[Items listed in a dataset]
==========

//! Cell-related types
//!
//! This module contains:
//! - [`CellValue`] - The value stored in a cell
//! - [`ErrorCode`] - Spreadsheet error tokens (#VALUE!, #NUM!, ...)
//! - [`CellAddress`] - A cell's location (e.g., "A1")
//! - [`CellRange`] - A rectangular block of cells (e.g., "A1:B10")

mod address;
mod value;

pub use address::{CellAddress, CellRange, CellRangeIterator};
pub use value::{CellValue, ErrorCode};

==========

Only the lines from the one with "mod address;" through the final line above should be repeated, each exactly as written.

EXPECTED ANSWER
mod address;
mod value;

pub use address::{CellAddress, CellRange, CellRangeIterator};
pub use value::{CellValue, ErrorCode};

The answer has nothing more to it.